La fusion sélective à base de LED (SLEDM) – c’est-à-dire la fusion ciblée de la poudre métallique utilisant des sources lumineuses LED haute puissance – est le nom de la nouvelle technologie qu’un groupe dirigé par Franz Haas, responsable de l’Institut d’Ingénierie de Production à l’Université de Technologie de Graz, a développée pour l’impression 3D métallique et a maintenant déposé un brevet. La technologie est similaire à la fusion laser sélective (SLM) et à la fusion par faisceau d’électrons (EBM), dans lesquelles la poudre métallique est fondue à l’aide d’un laser ou d’un faisceau d’électrons et intégrée à un segment couche par couche. Cependant, SLEDM résout deux problèmes centraux de ces processus de fabrication par lit de poudre : la création fastidieuse de segments métalliques de grand volume et le post-traitement manuel laborieux.
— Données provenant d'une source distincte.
//! Common test utilities for reconciler integration tests
//!
//! This module provides:
//! - A recording observer
//! - A scripted sensor hub standing in for the platform sensor layer
//! - Timestamps and state fixtures for day-boundary scenarios

#![allow(dead_code)]

use stepsync_core::{
    constants::{MS_PER_DAY, MS_PER_MINUTE},
    SensorHub, SensorKind, StepObserver, StepState, Timestamp,
};

/// 2023-11-14 00:00:00 UTC
pub const MIDNIGHT: Timestamp = 1_699_920_000_000;

/// 2023-11-14 12:00:00 UTC
pub const NOON: Timestamp = MIDNIGHT + MS_PER_DAY / 2;

/// Observer event, in arrival order
#[derive(Debug, Clone, Copy, PartialEq, Eq)]
pub enum Signal {
    Step(u64),
    Unsupported,
}

/// Observer that records everything it is told
#[derive(Debug, Default)]
pub struct RecordingObserver {
    pub signals: Vec<Signal>,
}

impl RecordingObserver {
    pub fn steps(&self) -> Vec<u64> {
        self.signals
            .iter()
            .filter_map(|s| match s {
                Signal::Step(n) => Some(*n),
                Signal::Unsupported => None,
            })
            .collect()
    }

    pub fn unsupported_count(&self) -> usize {
        self.signals
            .iter()
            .filter(|s| matches!(s, Signal::Unsupported))
            .count()
    }
}

impl StepObserver for RecordingObserver {
    fn on_step(&mut self, steps: u64) {
        self.signals.push(Signal::Step(steps));
    }

    fn on_unsupported(&mut self) {
        self.signals.push(Signal::Unsupported);
    }
}

/// Sensor hub with fixed capabilities
#[derive(Debug, Default)]
pub struct ScriptedHub {
    pub has_counter: bool,
    pub has_detector: bool,
    pub refuse_subscription: bool,
    pub subscribed: Option<SensorKind>,
    pub subscribe_calls: usize,
    pub unsubscribe_calls: usize,
}

impl ScriptedHub {
    pub fn counter() -> Self {
        Self { has_counter: true, has_detector: true, ..Self::default() }
    }

    pub fn detector_only() -> Self {
        Self { has_detector: true, ..Self::default() }
    }

    pub fn bare() -> Self {
        Self::default()
    }

    pub fn refusing(mut self) -> Self {
        self.refuse_subscription = true;
        self
    }
}

impl SensorHub for ScriptedHub {
    fn has_capability(&self, kind: SensorKind) -> bool {
        match kind {
            SensorKind::StepCounter => self.has_counter,
            SensorKind::StepDetector => self.has_detector,
        }
    }

    fn subscribe(&mut self, kind: SensorKind) -> bool {
        self.subscribe_calls += 1;
        if self.refuse_subscription {
            return false;
        }
        self.subscribed = Some(kind);
        true
    }

    fn unsubscribe(&mut self) {
        self.unsubscribe_calls += 1;
        self.subscribed = None;
    }
}

/// State last touched a minute before `now`, same day
pub fn state_at(now: Timestamp, current: i64, offset: i64) -> StepState {
    StepState {
        current_app_step: current,
        last_sensor_step: current + offset,
        last_offset_step: offset,
        last_sensor_time: now - MS_PER_MINUTE,
        ..StepState::default()
    }
}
Autres Plans et Domaines d’Application

Un démonstrateur du processus SLEDM est actuellement en cours d’examen dans le projet K CAMed de l’Université Médicale de Graz, où le premier laboratoire de recherche pour l’impression 3D clinique a ouvert en octobre 2019.

Le second axe se concentre sur la mobilité durable, notamment sur la création de pièces, par exemple, des plaques bipolaires pour des piles à hydrogène ou des segments pour des systèmes de batteries. “Nous voulons rendre la fabrication additive utilisant SLEDM économiquement viable pour l’e-mobilité et positionner SLEDM dans ce domaine de recherche à un stade précoce,“ déclare Haas, qui va créer un prototype attrayant de cette imprimante 3D métallique — “fabriqué par TU Graz” — lors de la prochaine étape de développement : un développement supplémentaire dans le cadre universitaire.

Le processus SLEDM a été développé dans le FoE “Mobilité et Production,” qui est l’un des cinq axes de recherche scientifique de l’Université de Technologie de Graz.